Much of North America was warmer than normal in December and early January because of El Nino. El Nino refers to the warming of the Pacific Ocean surface off the western coast of South America. The phenomenon affects the jet stream, alters storm tracks and creates unusual weather patterns.

``December was incredibly warm in the Northeast,'' Wilhelm said. ``Temperatures averaged for the month were between 5 and 10 degrees above normal, so people saved a lot of money on heating bills.''

Heating oil for February delivery fell 4.25 cents, or 2.7 percent, to close at $1.5489 a gallon in New York.

OPEC Production

OPEC, which pumps about 40 percent of the world's oil, agreed to lower production by 1.2 million barrels a day starting Nov. 1. Member states agreed to the additional cut on Feb. 1, at a Dec. 14 meeting.

Saudi Arabia's King Abdullah warned Iran against interfering in the kingdom's affairs, the Al-Seyassah newspaper reported. Abdullah said he told visiting Iranian envoy Ali Larijani that Saudi Arabia will not interfere in Iranian affairs and will not support any action against it, and expects the same from Iran, the newspaper reported Jan. 27.

Crude oil futures in New York surged to a record $78.40 a barrel on July 14 partly because of violence in the Middle East and concern that Iran's defiance of United Nations nuclear inspectors might disrupt the nation's exports.
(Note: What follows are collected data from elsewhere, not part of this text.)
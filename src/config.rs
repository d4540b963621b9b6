use color_eyre::{eyre::eyre, Result};
use serde::Deserialize;
use std::path::{Path, PathBuf};
use std::time::Duration;

#[derive(Debug, Clone, Deserialize)]
pub struct Config {
  pub api: ApiConfig,
  #[serde(default)]
  pub cache: CacheConfig,
  #[serde(default)]
  pub retry: RetryConfig,
  #[serde(default)]
  pub health: HealthConfig,
  /// Whether this process drives a live UI. Non-interactive runs use an
  /// in-memory cache and never start the background probe.
  #[serde(default = "default_true")]
  pub interactive: bool,
}

#[derive(Debug, Clone, Deserialize)]
pub struct ApiConfig {
  /// Base URL of the content service, e.g. "https://api.example.org/v1/"
  pub url: String,
  /// Per-request timeout enforced by the transport
  #[serde(default = "default_timeout_secs")]
  pub timeout_secs: u64,
}

#[derive(Debug, Clone, Copy, Default, Deserialize, PartialEq, Eq)]
#[serde(rename_all = "lowercase")]
pub enum BackendKind {
  /// SQLite, then the key/value file, then memory
  #[default]
  Auto,
  Sqlite,
  /// Flat JSON key/value file with a byte quota
  File,
  Memory,
}

#[derive(Debug, Clone, Deserialize)]
#[serde(default)]
pub struct CacheConfig {
  pub backend: BackendKind,
  /// Data directory override (default: $XDG_DATA_HOME/hadith-cache)
  pub dir: Option<PathBuf>,
  /// Key prefix for the key/value backend
  pub namespace: String,
  /// Entry count above which the key/value backend evicts the oldest quarter
  pub max_entries: usize,
  pub quota_bytes: usize,
}

impl Default for CacheConfig {
  fn default() -> Self {
    Self {
      backend: BackendKind::Auto,
      dir: None,
      namespace: "hadith-cache".to_string(),
      max_entries: 100,
      quota_bytes: 5 * 1024 * 1024,
    }
  }
}

impl CacheConfig {
  /// Directory for persisted cache files and logs.
  pub fn data_dir(&self) -> Option<PathBuf> {
    self.dir.clone().or_else(default_data_dir)
  }
}

#[derive(Debug, Clone, Deserialize)]
#[serde(default)]
pub struct RetryConfig {
  pub attempts: u32,
  /// Wait before attempt n+1, indexed by n
  pub backoff_ms: Vec<u64>,
  /// Wait used once `backoff_ms` runs out
  pub fallback_backoff_ms: u64,
}

impl Default for RetryConfig {
  fn default() -> Self {
    Self {
      attempts: 3,
      backoff_ms: vec![1000, 2000, 4000],
      fallback_backoff_ms: 5000,
    }
  }
}

#[derive(Debug, Clone, Deserialize)]
#[serde(default)]
pub struct HealthConfig {
  pub probe_interval_secs: u64,
  pub failure_threshold: u32,
  /// A valid cache entry is served without a network attempt if the last
  /// health check happened within this window
  pub recent_check_secs: u64,
}

impl Default for HealthConfig {
  fn default() -> Self {
    Self {
      probe_interval_secs: 30,
      failure_threshold: 3,
      recent_check_secs: 5,
    }
  }
}

/// Upper bound for `recent_check_secs`
const MAX_RECENT_CHECK_SECS: u64 = 24 * 60 * 60;

impl HealthConfig {
  pub fn probe_interval(&self) -> Duration {
    Duration::from_secs(self.probe_interval_secs)
  }

  /// The freshness window, clamped to one day.
  pub fn recent_check(&self) -> chrono::Duration {
    chrono::Duration::seconds(self.recent_check_secs.min(MAX_RECENT_CHECK_SECS) as i64)
  }
}

fn default_true() -> bool {
  true
}

fn default_timeout_secs() -> u64 {
  10
}

fn default_data_dir() -> Option<PathBuf> {
  dirs::data_dir()
    .or_else(|| dirs::home_dir().map(|p| p.join(".local/share")))
    .map(|p| p.join("hadith-cache"))
}

impl Config {
  /// Build a config with defaults for everything but the API URL.
  pub fn with_url(url: impl Into<String>) -> Self {
    Self {
      api: ApiConfig {
        url: url.into(),
        timeout_secs: default_timeout_secs(),
      },
      cache: CacheConfig::default(),
      retry: RetryConfig::default(),
      health: HealthConfig::default(),
      interactive: true,
    }
  }

  /// Load configuration from file.
  ///
  /// Search order:
  /// 1. Explicit path if provided
  /// 2. ./hadith-cache.yaml (current directory)
  /// 3. $XDG_CONFIG_HOME/hadith-cache/config.yaml
  pub fn load(explicit_path: Option<&Path>) -> Result<Self> {
    let path = if let Some(p) = explicit_path {
      if p.exists() {
        Some(p.to_path_buf())
      } else {
        return Err(eyre!("Config file not found: {}", p.display()));
      }
    } else {
      Self::find_config_file()
    };

    match path {
      Some(p) => Self::load_from_path(&p),
      None => Err(eyre!(
        "No configuration file found. Create one at ~/.config/hadith-cache/config.yaml\n\
                 or pass --url."
      )),
    }
  }

  pub fn find_config_file() -> Option<PathBuf> {
    // Check current directory
    let local = PathBuf::from("hadith-cache.yaml");
    if local.exists() {
      return Some(local);
    }

    // Check XDG config directory
    if let Some(config_dir) = dirs::config_dir() {
      let xdg_path = config_dir.join("hadith-cache").join("config.yaml");
      if xdg_path.exists() {
        return Some(xdg_path);
      }
    }

    None
  }

  fn load_from_path(path: &Path) -> Result<Self> {
    let contents = std::fs::read_to_string(path)
      .map_err(|e| eyre!("Failed to read config file {}: {}", path.display(), e))?;

    Self::from_yaml(&contents)
      .map_err(|e| eyre!("Failed to parse config file {}: {}", path.display(), e))
  }

  pub fn from_yaml(contents: &str) -> Result<Self> {
    let config: Config = serde_yaml::from_str(contents)?;
    Ok(config)
  }

  /// Get the API key from environment variables, if any.
  ///
  /// Checks HADITH_CACHE_API_KEY first, then HADITH_API_KEY as fallback.
  pub fn get_api_key() -> Option<String> {
    std::env::var("HADITH_CACHE_API_KEY")
      .or_else(|_| std::env::var("HADITH_API_KEY"))
      .ok()
      .filter(|key| !key.is_empty())
  }
}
Iran is OPEC's second-biggest oil producer.

Middle East Risk

``The big thing that we think will move markets is the Middle East political risk premium,'' said David Kirsch, manager of the oil markets group at PFC Energy, a Washington, D.C., consultant. ``It looks like it's going to come roaring back pretty strong with the moves on both the Iranian and the U.S. sides over the last couple of weeks.''

Iran is under UN sanctions for its refusal to halt uranium enrichment as part of its nuclear program, which the U.S. says is a cover for building atomic weapons. The Islamic republic says it intends to use the enriched material as fuel to generate electricity.

Brent crude oil for March settlement fell $1.61, or 2.9 percent, to close at $53.68 a barrel on the London-based ICE Futures exchange.